The task:
Every line containing the word "filter" is to be copied from the data below.

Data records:
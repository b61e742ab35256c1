use serde::Deserialize;
use std::env;
use std::fs;
use std::path::{Path, PathBuf};

use crate::error::ConfigError;

pub const ENV_WEATHER_CODE: &str = "WINTERSKY_WEATHER_CODE";
pub const ENV_UTC_OFFSET: &str = "WINTERSKY_UTC_OFFSET";

#[derive(Deserialize, Debug, Default, Clone)]
pub struct Config {
    #[serde(default)]
    pub weather: WeatherInput,
    #[serde(default)]
    pub sky: SkySettings,
    #[serde(default)]
    pub scene: SceneSettings,
}

/// Environmental inputs supplied by the host. Read once at startup.
#[derive(Deserialize, Debug, Clone, PartialEq)]
pub struct WeatherInput {
    /// WMO weather interpretation code.
    #[serde(default)]
    pub code: u16,
    #[serde(default)]
    pub description: String,
    /// Percent, 0-100.
    #[serde(default)]
    pub cloud_cover: f32,
    /// km/h
    #[serde(default = "default_wind_speed")]
    pub wind_speed: f32,
    /// Degrees, meteorological (0 = north).
    #[serde(default = "default_wind_direction")]
    pub wind_direction: f32,
}

#[derive(Deserialize, Debug, Clone, PartialEq)]
pub struct SkySettings {
    #[serde(default = "default_sunrise_hour")]
    pub sunrise_hour: f32,
    #[serde(default = "default_sunset_hour")]
    pub sunset_hour: f32,
    /// Fixed offset from UTC. Unset means the device's local time.
    #[serde(default)]
    pub utc_offset_hours: Option<f32>,
}

#[derive(Deserialize, Debug, Clone, PartialEq)]
pub struct SceneSettings {
    /// Ground, tree, sleigh and plow.
    #[serde(default = "default_true")]
    pub holiday: bool,
    #[serde(default)]
    pub gusting: bool,
    #[serde(default = "default_fps")]
    pub fps: u32,
    /// Seed for runtime randomness; random per session when unset.
    #[serde(default)]
    pub seed: Option<u32>,
}

pub fn default_wind_speed() -> f32 {
    10.0
}

pub fn default_wind_direction() -> f32 {
    180.0
}

pub fn default_sunrise_hour() -> f32 {
    7.0
}

pub fn default_sunset_hour() -> f32 {
    18.0
}

fn default_true() -> bool {
    true
}

pub fn default_fps() -> u32 {
    30
}

impl Default for WeatherInput {
    fn default() -> Self {
        Self {
            code: 0,
            description: String::new(),
            cloud_cover: 0.0,
            wind_speed: default_wind_speed(),
            wind_direction: default_wind_direction(),
        }
    }
}

impl Default for SkySettings {
    fn default() -> Self {
        Self {
            sunrise_hour: default_sunrise_hour(),
            sunset_hour: default_sunset_hour(),
            utc_offset_hours: None,
        }
    }
}

impl Default for SceneSettings {
    fn default() -> Self {
        Self {
            holiday: true,
            gusting: false,
            fps: default_fps(),
            seed: None,
        }
    }
}

impl Config {
    pub fn load() -> Result<Self, ConfigError> {
        let config_path = Self::get_config_path()?;

        if !config_path.exists() {
            tracing::info!(path = %config_path.display(), "no config file, using defaults");
            let mut config = Self::default();
            config.apply_env_overrides()?;
            return Ok(config);
        }

        let mut config = Self::load_from_path(&config_path)?;
        config.apply_env_overrides()?;
        config.validate()?;
        Ok(config)
    }

    fn apply_env_overrides(&mut self) -> Result<(), ConfigError> {
        if let Ok(val) = env::var(ENV_WEATHER_CODE) {
            let code = val
                .trim()
                .parse::<u16>()
                .map_err(|_| ConfigError::InvalidEnvVar {
                    name: ENV_WEATHER_CODE,
                    value: val.clone(),
                })?;
            self.weather.code = code;
        }

        if let Ok(val) = env::var(ENV_UTC_OFFSET) {
            let offset = val
                .trim()
                .parse::<f32>()
                .map_err(|_| ConfigError::InvalidEnvVar {
                    name: ENV_UTC_OFFSET,
                    value: val.clone(),
                })?;
            self.sky.utc_offset_hours = Some(offset);
        }

        Ok(())
    }

    pub fn validate(&self) -> Result<(), ConfigError> {
        let SkySettings {
            sunrise_hour: sunrise,
            sunset_hour: sunset,
            ..
        } = self.sky;
        if !(0.0..=24.0).contains(&sunrise) || !(0.0..=24.0).contains(&sunset) || sunrise >= sunset
        {
            return Err(ConfigError::InvalidSunWindow { sunrise, sunset });
        }

        if !(0.0..=100.0).contains(&self.weather.cloud_cover) {
            return Err(ConfigError::InvalidCloudCover(self.weather.cloud_cover));
        }

        if !(1..=120).contains(&self.scene.fps) {
            return Err(ConfigError::InvalidFps(self.scene.fps));
        }

        Ok(())
    }

    pub fn load_from_path(path: &Path) -> Result<Self, ConfigError> {
        let content = fs::read_to_string(path).map_err(|e| ConfigError::ReadError {
            path: path.display().to_string(),
            source: e,
        })?;

        toml::from_str(&content).map_err(ConfigError::ParseError)
    }

    pub fn get_config_dir() -> Result<PathBuf, ConfigError> {
        let config_dir = if let Ok(xdg_config) = std::env::var("XDG_CONFIG_HOME") {
            PathBuf::from(xdg_config)
        } else {
            dirs::config_dir()
                .or_else(|| dirs::home_dir().map(|h| h.join(".config")))
                .ok_or(ConfigError::NoConfigDir)?
        };

        Ok(config_dir.join("wintersky"))
    }

    pub fn get_config_path() -> Result<PathBuf, ConfigError> {
        Ok(Self::get_config_dir()?.join("config.toml"))
    }
}

#[cfg(test)]
mod tests {
    use super::*;
    use std::sync::Mutex;

    static ENV_MUTEX: Mutex<()> = Mutex::new(());

    #[test]
    fn test_config_deserialize_valid() {
        let toml_content = r#"
[weather]
code = 73
description = "moderate snow"
cloud_cover = 80
wind_speed = 22.5
wind_direction = 270

[sky]
sunrise_hour = 8
sunset_hour = 16.5
utc_offset_hours = 3
"#;
        let config: Config = toml::from_str(toml_content).unwrap();
        assert_eq!(config.weather.code, 73);
        assert_eq!(config.weather.description, "moderate snow");
        assert_eq!(config.weather.cloud_cover, 80.0);
        assert_eq!(config.weather.wind_speed, 22.5);
        assert_eq!(config.weather.wind_direction, 270.0);
        assert_eq!(config.sky.sunrise_hour, 8.0);
        assert_eq!(config.sky.sunset_hour, 16.5);
        assert_eq!(config.sky.utc_offset_hours, Some(3.0));
    }

    #[test]
    fn test_config_empty_uses_defaults() {
        let config: Config = toml::from_str("").unwrap();
        assert_eq!(config.weather, WeatherInput::default());
        assert_eq!(config.sky, SkySettings::default());
        assert!(config.scene.holiday);
        assert!(!config.scene.gusting);
        assert_eq!(config.scene.fps, 30);
        assert_eq!(config.scene.seed, None);
    }

    #[test]
    fn test_config_partial_weather_section() {
        let toml_content = r#"
[weather]
code = 3
"#;
        let config: Config = toml::from_str(toml_content).unwrap();
        assert_eq!(config.weather.code, 3);
        assert_eq!(config.weather.wind_speed, default_wind_speed());
        assert_eq!(config.weather.wind_direction, default_wind_direction());
    }

    #[test]
    fn test_config_scene_section() {
        let toml_content = r#"
[scene]
holiday = false
gusting = true
fps = 60
seed = 1234
"#;
        let config: Config = toml::from_str(toml_content).unwrap();
        assert!(!config.scene.holiday);
        assert!(config.scene.gusting);
        assert_eq!(config.scene.fps, 60);
        assert_eq!(config.scene.seed, Some(1234));
    }

    #[test]
    fn test_config_load_from_path_file_not_found() {
        let nonexistent_path = PathBuf::from("/tmp/nonexistent_wintersky_config_12345.toml");
        let result = Config::load_from_path(&nonexistent_path);
        assert!(result.is_err());
        assert_eq!(result.unwrap_err().kind(), "ReadError");
    }

    #[test]
    fn test_config_load_from_path_invalid_toml() {
        let toml_content = "this is not valid toml {{{{";
        let temp_dir = std::env::temp_dir();
        let test_config_path = temp_dir.join("wintersky_test_invalid.toml");
        fs::write(&test_config_path, toml_content).unwrap();

        let result = Config::load_from_path(&test_config_path);
        assert!(result.is_err());
        assert_eq!(result.unwrap_err().kind(), "ParseError");

        fs::remove_file(test_config_path).ok();
    }

    #[test]
    fn test_validation_valid_config() {
        assert!(Config::default().validate().is_ok());
    }

    #[test]
    fn test_validation_sunrise_after_sunset() {
        let mut config = Config::default();
        config.sky.sunrise_hour = 19.0;
        let result = config.validate();
        assert_eq!(result.unwrap_err().kind(), "InvalidSunWindow");
    }

    #[test]
    fn test_validation_sun_window_out_of_range() {
        let mut config = Config::default();
        config.sky.sunset_hour = 25.0;
        assert_eq!(config.validate().unwrap_err().kind(), "InvalidSunWindow");

        let mut config = Config::default();
        config.sky.sunrise_hour = -1.0;
        assert_eq!(config.validate().unwrap_err().kind(), "InvalidSunWindow");
    }

    #[test]
    fn test_validation_cloud_cover() {
        let mut config = Config::default();
        config.weather.cloud_cover = 101.0;
        assert_eq!(config.validate().unwrap_err().kind(), "InvalidCloudCover");
    }

    #[test]
    fn test_validation_fps() {
        let mut config = Config::default();
        config.scene.fps = 0;
        assert_eq!(config.validate().unwrap_err().kind(), "InvalidFps");
        config.scene.fps = 121;
        assert_eq!(config.validate().unwrap_err().kind(), "InvalidFps");
    }

    #[test]
    fn test_env_var_weather_code_override() {
        let _guard = ENV_MUTEX.lock().unwrap();
        unsafe {
            env::set_var(ENV_WEATHER_CODE, " 71 ");
            env::remove_var(ENV_UTC_OFFSET);
        }
        let mut config = Config::default();
        config.apply_env_overrides().unwrap();
        assert_eq!(config.weather.code, 71);
        assert_eq!(config.sky.utc_offset_hours, None);
        unsafe { env::remove_var(ENV_WEATHER_CODE) };
    }

    #[test]
    fn test_env_var_utc_offset_override() {
        let _guard = ENV_MUTEX.lock().unwrap();
        unsafe {
            env::remove_var(ENV_WEATHER_CODE);
            env::set_var(ENV_UTC_OFFSET, "5.5");
        }
        let mut config = Config::default();
        config.apply_env_overrides().unwrap();
        assert_eq!(config.sky.utc_offset_hours, Some(5.5));
        unsafe { env::remove_var(ENV_UTC_OFFSET) };
    }

    #[test]
    fn test_env_var_invalid_weather_code() {
        let _guard = ENV_MUTEX.lock().unwrap();
        unsafe {
            env::set_var(ENV_WEATHER_CODE, "snowy");
            env::remove_var(ENV_UTC_OFFSET);
        }
        let mut config = Config::default();
        let result = config.apply_env_overrides();
        assert_eq!(result.unwrap_err().kind(), "InvalidEnvVar");
        unsafe { env::remove_var(ENV_WEATHER_CODE) };
    }
}
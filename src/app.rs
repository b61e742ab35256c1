use crate::app_state::AppState;
use crate::celestial::LocalTime;
use crate::frame_clock::FrameClock;
use crate::render::{TerminalRenderer, Viewport};
use crate::scene::SceneState;
use crossterm::event::{self, Event, KeyCode, KeyEvent, KeyModifiers};
use std::io;
use std::time::{Duration, Instant};
use tokio::time::MissedTickBehavior;

pub struct App {
    scene: SceneState,
    clock: FrameClock,
    started: Instant,
    frame_duration: Duration,
}

impl App {
    pub fn new(state: AppState, fps: u32, term_width: u16, term_height: u16) -> Self {
        let viewport = Viewport::from_cells(term_width, term_height);
        Self {
            scene: SceneState::new(viewport, state, 0.0),
            clock: FrameClock::new(),
            started: Instant::now(),
            frame_duration: Duration::from_millis(1000 / fps.clamp(1, 120) as u64),
        }
    }

    fn now_ms(&self) -> f64 {
        self.started.elapsed().as_secs_f64() * 1000.0
    }

    pub async fn run(&mut self, renderer: &mut TerminalRenderer) -> io::Result<()> {
        let mut interval = tokio::time::interval(self.frame_duration);
        interval.set_missed_tick_behavior(MissedTickBehavior::Skip);

        loop {
            interval.tick().await;

            while event::poll(Duration::ZERO)? {
                match event::read()? {
                    Event::Resize(width, height) => {
                        renderer.manual_resize(width, height)?;
                        self.on_resize(width, height);
                    }
                    Event::Key(key_event) if is_quit(&key_event) => return Ok(()),
                    _ => {}
                }
            }

            let now = self.now_ms();
            let dt = self.clock.tick(now);
            let canvas = renderer.canvas_mut();
            canvas.clear();
            self.scene.frame(canvas, now, dt);
            renderer.flush()?;
        }
    }

    fn on_resize(&mut self, width: u16, height: u16) {
        let time = LocalTime::now(self.scene.state().sky.utc_offset_hours);
        self.scene.refresh_celestial(time);
        self.scene.resize(Viewport::from_cells(width, height));
    }
}

fn is_quit(key_event: &KeyEvent) -> bool {
    match key_event.code {
        KeyCode::Char('q') | KeyCode::Char('Q') | KeyCode::Esc => true,
        KeyCode::Char('c') => key_event.modifiers.contains(KeyModifiers::CONTROL),
        _ => false,
    }
}

#[cfg(test)]
mod tests {
    use super::*;
    use crossterm::event::{KeyEventKind, KeyEventState};

    fn key(code: KeyCode, modifiers: KeyModifiers) -> KeyEvent {
        KeyEvent {
            code,
            modifiers,
            kind: KeyEventKind::Press,
            state: KeyEventState::NONE,
        }
    }

    #[test]
    fn test_quit_keys() {
        assert!(is_quit(&key(KeyCode::Char('q'), KeyModifiers::NONE)));
        assert!(is_quit(&key(KeyCode::Esc, KeyModifiers::NONE)));
        assert!(is_quit(&key(KeyCode::Char('c'), KeyModifiers::CONTROL)));
        assert!(!is_quit(&key(KeyCode::Char('c'), KeyModifiers::NONE)));
        assert!(!is_quit(&key(KeyCode::Char('x'), KeyModifiers::NONE)));
    }
}
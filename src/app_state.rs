use crate::celestial::{Celestial, LocalTime};
use crate::config::{Config, SkySettings, WeatherInput};
use crate::weather::{Wind, WeatherCondition, WeatherConditions, WindField};

/// Command-line adjustments layered over the loaded config.
#[derive(Debug, Clone, Default)]
pub struct Overrides {
    pub simulate: Option<WeatherCondition>,
    pub night: bool,
    pub no_holiday: bool,
    pub gusting: bool,
    pub seed: Option<u32>,
}

/// Everything the scene needs to know about its surroundings, resolved
/// once from config and CLI.
#[derive(Debug, Clone)]
pub struct AppState {
    pub input: WeatherInput,
    pub conditions: WeatherConditions,
    pub wind: WindField,
    pub sky: SkySettings,
    pub celestial: Celestial,
    pub holiday: bool,
    pub force_night: bool,
    pub seed: u32,
}

impl AppState {
    pub fn new(config: &Config, overrides: &Overrides, time: LocalTime) -> Self {
        let input = match overrides.simulate {
            Some(condition) => condition.apply_to(&config.weather),
            None => config.weather.clone(),
        };
        let conditions = WeatherConditions::classify(&input);
        let wind = WindField::from_report(
            input.wind_speed,
            input.wind_direction,
            config.scene.gusting || overrides.gusting,
        );
        let seed = overrides
            .seed
            .or(config.scene.seed)
            .unwrap_or_else(rand::random::<u32>);

        let mut state = Self {
            input,
            conditions,
            wind,
            sky: config.sky.clone(),
            celestial: Celestial::compute(time, &config.sky),
            holiday: config.scene.holiday && !overrides.no_holiday,
            force_night: overrides.night,
            seed,
        };
        state.refresh_celestial(time);

        tracing::info!(
            code = state.input.code,
            sky = ?state.conditions.sky,
            precipitation = ?state.conditions.precipitation,
            wind_kmh = state.wind.speed_kmh,
            is_day = state.celestial.is_day,
            holiday = state.holiday,
            seed = state.seed,
            "scene inputs resolved"
        );
        state
    }

    pub fn refresh_celestial(&mut self, time: LocalTime) {
        self.celestial = Celestial::compute(time, &self.sky);
        if self.force_night {
            self.celestial.is_day = false;
        }
    }

    pub fn wind_at(&self, elapsed: f32) -> Wind {
        self.wind.sample(elapsed)
    }
}

#[cfg(test)]
mod tests {
    use super::*;
    use crate::weather::Precipitation;
    use chrono::NaiveDate;

    fn noon() -> LocalTime {
        LocalTime {
            hour: 12.0,
            date: NaiveDate::from_ymd_opt(2024, 12, 24).unwrap(),
        }
    }

    #[test]
    fn test_simulate_replaces_condition_keeps_wind() {
        let mut config = Config::default();
        config.weather.wind_speed = 40.0;
        let overrides = Overrides {
            simulate: Some(WeatherCondition::Snow),
            seed: Some(1),
            ..Overrides::default()
        };
        let state = AppState::new(&config, &overrides, noon());
        assert_eq!(state.conditions.precipitation, Precipitation::Snow);
        assert_eq!(state.wind.speed_kmh, 40.0);
    }

    #[test]
    fn test_night_override() {
        let config = Config::default();
        let overrides = Overrides {
            night: true,
            seed: Some(1),
            ..Overrides::default()
        };
        let mut state = AppState::new(&config, &overrides, noon());
        assert!(!state.celestial.is_day);
        state.refresh_celestial(noon());
        assert!(!state.celestial.is_day);
    }

    #[test]
    fn test_holiday_and_seed_precedence() {
        let mut config = Config::default();
        config.scene.seed = Some(5);
        let state = AppState::new(&config, &Overrides::default(), noon());
        assert!(state.holiday);
        assert_eq!(state.seed, 5);

        let overrides = Overrides {
            no_holiday: true,
            seed: Some(9),
            ..Overrides::default()
        };
        let state = AppState::new(&config, &overrides, noon());
        assert!(!state.holiday);
        assert_eq!(state.seed, 9);
    }

    #[test]
    fn test_gusting_from_either_source() {
        let mut config = Config::default();
        config.scene.seed = Some(1);
        assert!(!AppState::new(&config, &Overrides::default(), noon()).wind.is_gusting());
        let overrides = Overrides {
            gusting: true,
            ..Overrides::default()
        };
        assert!(AppState::new(&config, &overrides, noon()).wind.is_gusting());
        config.scene.gusting = true;
        assert!(AppState::new(&config, &Overrides::default(), noon()).wind.is_gusting());
    }
}
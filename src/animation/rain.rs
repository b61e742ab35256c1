use rand::RngExt;
use rand::rngs::SmallRng;

use crate::render::{Canvas, Viewport, rgb, scale_color};
use crate::scene::ground::REFERENCE_FRAME;
use crate::weather::Wind;

#[derive(Debug, Clone)]
pub struct Raindrop {
    pub x: f32,
    pub y: f32,
    pub speed: f32,
    pub length: f32,
    pub thickness: f32,
    pub opacity: f32,
}

impl Raindrop {
    /// Angle of the streak measured from the +x axis; straight down is π/2.
    pub fn streak_angle(&self, wind_x: f32) -> f32 {
        self.speed.atan2(wind_x * 3.0)
    }
}

pub struct RainSystem {
    drops: Vec<Raindrop>,
    viewport: Viewport,
}

impl RainSystem {
    pub fn new(viewport: Viewport, count: usize, rng: &mut SmallRng) -> Self {
        let drops = (0..count)
            .map(|_| Raindrop {
                x: rng.random::<f32>() * viewport.width * 1.5,
                y: rng.random::<f32>() * viewport.height,
                speed: rng.random_range(12.0..22.0),
                length: rng.random_range(15.0..35.0),
                thickness: rng.random_range(1.0..2.5),
                opacity: rng.random_range(0.3..0.7),
            })
            .collect();
        Self { drops, viewport }
    }

    pub fn drops(&self) -> &[Raindrop] {
        &self.drops
    }

    pub fn update(&mut self, dt: f32, wind: Wind, rng: &mut SmallRng) {
        let frames = dt / REFERENCE_FRAME;
        let (width, height) = (self.viewport.width, self.viewport.height);
        for drop in &mut self.drops {
            drop.y += drop.speed * frames;
            drop.x += wind.x * 2.0 * frames;

            if drop.y > height {
                drop.y = -drop.length - rng.random::<f32>() * 50.0;
                drop.x = rng.random::<f32>() * width * 1.5 - width * 0.25;
            }
        }
    }

    pub fn render(&self, canvas: &mut Canvas, wind: Wind) {
        for drop in &self.drops {
            let angle = drop.streak_angle(wind.x);
            let (dx, dy) = (angle.cos(), angle.sin());
            let ch = if dx > 0.25 {
                '\\'
            } else if dx < -0.25 {
                '/'
            } else if drop.thickness > 1.8 {
                '┃'
            } else {
                '│'
            };
            let color = scale_color(rgb(200, 220, 250), 0.6 + drop.opacity * 0.6);
            let steps = (drop.length / 16.0).ceil().max(1.0) as usize;
            for i in 0..steps {
                let d = i as f32 * 16.0;
                canvas.plot(drop.x + dx * d, drop.y + dy * d, ch, color);
            }
        }
    }
}

#[cfg(test)]
mod tests {
    use super::*;
    use rand::SeedableRng;
    use std::f32::consts::FRAC_PI_2;

    fn drop(speed: f32) -> Raindrop {
        Raindrop {
            x: 0.0,
            y: 0.0,
            speed,
            length: 20.0,
            thickness: 1.0,
            opacity: 0.5,
        }
    }

    #[test]
    fn test_streak_angle_follows_wind() {
        assert!((drop(15.0).streak_angle(0.0) - FRAC_PI_2).abs() < 1e-6);
        assert!(drop(15.0).streak_angle(0.4) < FRAC_PI_2);
        assert!(drop(15.0).streak_angle(-0.4) > FRAC_PI_2);
        assert!((drop(15.0).streak_angle(0.4) - 15.0_f32.atan2(1.2)).abs() < 1e-6);
    }

    #[test]
    fn test_drops_recycle_above_screen() {
        let vp = Viewport::new(800.0, 600.0);
        let mut rng = SmallRng::seed_from_u64(13);
        let mut rain = RainSystem::new(vp, 120, &mut rng);
        assert_eq!(rain.drops().len(), 120);
        for _ in 0..1_000 {
            rain.update(REFERENCE_FRAME, Wind { x: 0.1, y: 0.0 }, &mut rng);
            assert_eq!(rain.drops().len(), 120);
            for d in rain.drops() {
                assert!(d.y <= 600.0);
            }
        }
    }

    #[test]
    fn test_fall_scales_with_delta() {
        let vp = Viewport::new(800.0, 600.0);
        let mut rng = SmallRng::seed_from_u64(2);
        let mut rain = RainSystem::new(vp, 1, &mut rng);
        rain.drops[0].y = 0.0;
        rain.drops[0].x = 100.0;
        let speed = rain.drops[0].speed;
        rain.update(REFERENCE_FRAME * 2.0, Wind { x: 0.5, y: 0.0 }, &mut rng);
        assert!((rain.drops[0].y - speed * 2.0).abs() < 1e-3);
        assert!((rain.drops[0].x - 102.0).abs() < 1e-3);
    }
}
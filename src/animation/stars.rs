use crossterm::style::Color;
use rand::RngExt;
use rand::rngs::SmallRng;
use std::f32::consts::{FRAC_PI_4, TAU};

use crate::render::{Canvas, Viewport, rgb, scale_color};
use crate::scene::ground::REFERENCE_FRAME;

const STAR_COUNT: usize = 70;
const SHOOTING_SLOTS: usize = 2;
const SHOOTING_CHANCE: f32 = 0.005;

#[derive(Debug, Clone)]
pub struct Star {
    pub x: f32,
    pub y: f32,
    pub size: f32,
    pub brightness: f32,
    pub twinkle_speed: f32,
    pub twinkle_offset: f32,
    pub color: Color,
}

/// A slot in the shooting-star pool; `life <= 0` means idle.
#[derive(Debug, Clone, Default)]
pub struct ShootingStar {
    pub x: f32,
    pub y: f32,
    pub length: f32,
    pub speed: f32,
    pub angle: f32,
    pub life: f32,
    pub decay: f32,
}

impl ShootingStar {
    pub fn is_active(&self) -> bool {
        self.life > 0.0
    }
}

pub struct StarSystem {
    stars: Vec<Star>,
    shooting: Vec<ShootingStar>,
    viewport: Viewport,
}

impl StarSystem {
    pub fn new(viewport: Viewport, rng: &mut SmallRng) -> Self {
        let stars = (0..STAR_COUNT)
            .map(|_| Star {
                x: rng.random::<f32>() * viewport.width,
                y: rng.random::<f32>() * viewport.height * 0.7,
                size: rng.random_range(0.5..2.5),
                brightness: rng.random_range(0.3..1.0),
                twinkle_speed: rng.random_range(0.5..2.5),
                twinkle_offset: rng.random_range(0.0..TAU),
                color: if rng.random_bool(0.3) {
                    if rng.random_bool(0.5) {
                        rgb(255, 228, 196)
                    } else {
                        rgb(173, 216, 230)
                    }
                } else {
                    rgb(255, 255, 255)
                },
            })
            .collect();

        Self {
            stars,
            shooting: vec![ShootingStar::default(); SHOOTING_SLOTS],
            viewport,
        }
    }

    pub fn stars(&self) -> &[Star] {
        &self.stars
    }

    pub fn shooting_stars(&self) -> &[ShootingStar] {
        &self.shooting
    }

    pub fn update(&mut self, dt: f32, rng: &mut SmallRng) {
        let frames = dt / REFERENCE_FRAME;

        if rng.random_bool((SHOOTING_CHANCE * frames).clamp(0.0, 1.0) as f64) {
            if let Some(slot) = self.shooting.iter_mut().find(|s| !s.is_active()) {
                *slot = ShootingStar {
                    x: rng.random::<f32>() * self.viewport.width * 0.8,
                    y: rng.random::<f32>() * self.viewport.height * 0.3,
                    length: rng.random_range(50.0..150.0),
                    speed: rng.random_range(8.0..20.0),
                    angle: FRAC_PI_4 + rng.random_range(-0.25_f32..0.25),
                    life: 1.0,
                    decay: rng.random_range(0.015..0.025),
                };
            }
        }

        for star in self.shooting.iter_mut().filter(|s| s.is_active()) {
            star.x += star.angle.cos() * star.speed * frames;
            star.y += star.angle.sin() * star.speed * frames;
            star.life -= star.decay * frames;
        }
    }

    pub fn render(&self, canvas: &mut Canvas, elapsed: f32) {
        for star in &self.stars {
            let twinkle = (elapsed * star.twinkle_speed + star.twinkle_offset).sin();
            let alpha = star.brightness * (0.5 + twinkle * 0.5);
            let ch = if star.size > 1.5 && alpha > 0.6 {
                '✦'
            } else if alpha > 0.45 {
                '*'
            } else if alpha > 0.15 {
                '·'
            } else {
                continue;
            };
            canvas.plot(star.x, star.y, ch, scale_color(star.color, 0.4 + alpha * 0.6));
        }

        for star in self.shooting.iter().filter(|s| s.is_active()) {
            let trail = star.length * star.life;
            let steps = (trail / 8.0).max(1.0) as usize;
            for i in (1..=steps).rev() {
                let d = i as f32 * 8.0;
                let fade = 1.0 - d / trail.max(1.0);
                canvas.plot(
                    star.x - star.angle.cos() * d,
                    star.y - star.angle.sin() * d,
                    '·',
                    scale_color(rgb(255, 255, 200), (fade * star.life).max(0.2)),
                );
            }
            canvas.plot(star.x, star.y, '●', scale_color(rgb(255, 255, 255), star.life.max(0.3)));
        }
    }
}

#[cfg(test)]
mod tests {
    use super::*;
    use rand::SeedableRng;

    #[test]
    fn test_star_pool_fixed_and_in_upper_sky() {
        let vp = Viewport::new(800.0, 600.0);
        let mut rng = SmallRng::seed_from_u64(4);
        let stars = StarSystem::new(vp, &mut rng);
        assert_eq!(stars.stars().len(), STAR_COUNT);
        assert!(stars.stars().iter().all(|s| s.y <= 600.0 * 0.7 && s.x <= 800.0));
    }

    #[test]
    fn test_shooting_stars_bounded_and_recycled() {
        let vp = Viewport::new(800.0, 600.0);
        let mut rng = SmallRng::seed_from_u64(8);
        let mut stars = StarSystem::new(vp, &mut rng);
        let mut ever_active = false;
        for _ in 0..20_000 {
            stars.update(REFERENCE_FRAME, &mut rng);
            assert_eq!(stars.shooting_stars().len(), SHOOTING_SLOTS);
            ever_active |= stars.shooting_stars().iter().any(|s| s.is_active());
        }
        assert!(ever_active);
    }

    #[test]
    fn test_shooting_star_fades_out() {
        let vp = Viewport::new(800.0, 600.0);
        let mut rng = SmallRng::seed_from_u64(1);
        let mut stars = StarSystem::new(vp, &mut rng);
        stars.shooting[0] = ShootingStar {
            x: 10.0,
            y: 10.0,
            length: 100.0,
            speed: 10.0,
            angle: FRAC_PI_4,
            life: 1.0,
            decay: 0.02,
        };
        let start_x = stars.shooting[0].x;
        let mut rng = SmallRng::seed_from_u64(0xFFFF_FFFF);
        for _ in 0..40 {
            stars.update(REFERENCE_FRAME, &mut rng);
        }
        assert!(stars.shooting[0].x > start_x);
        assert!((stars.shooting[0].life - 0.2).abs() < 1e-3);
    }
}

Exercise output:
        for star in self.shooting.iter_mut().filter(|s| s.is_active()) {
        for star in self.shooting.iter().filter(|s| s.is_active()) {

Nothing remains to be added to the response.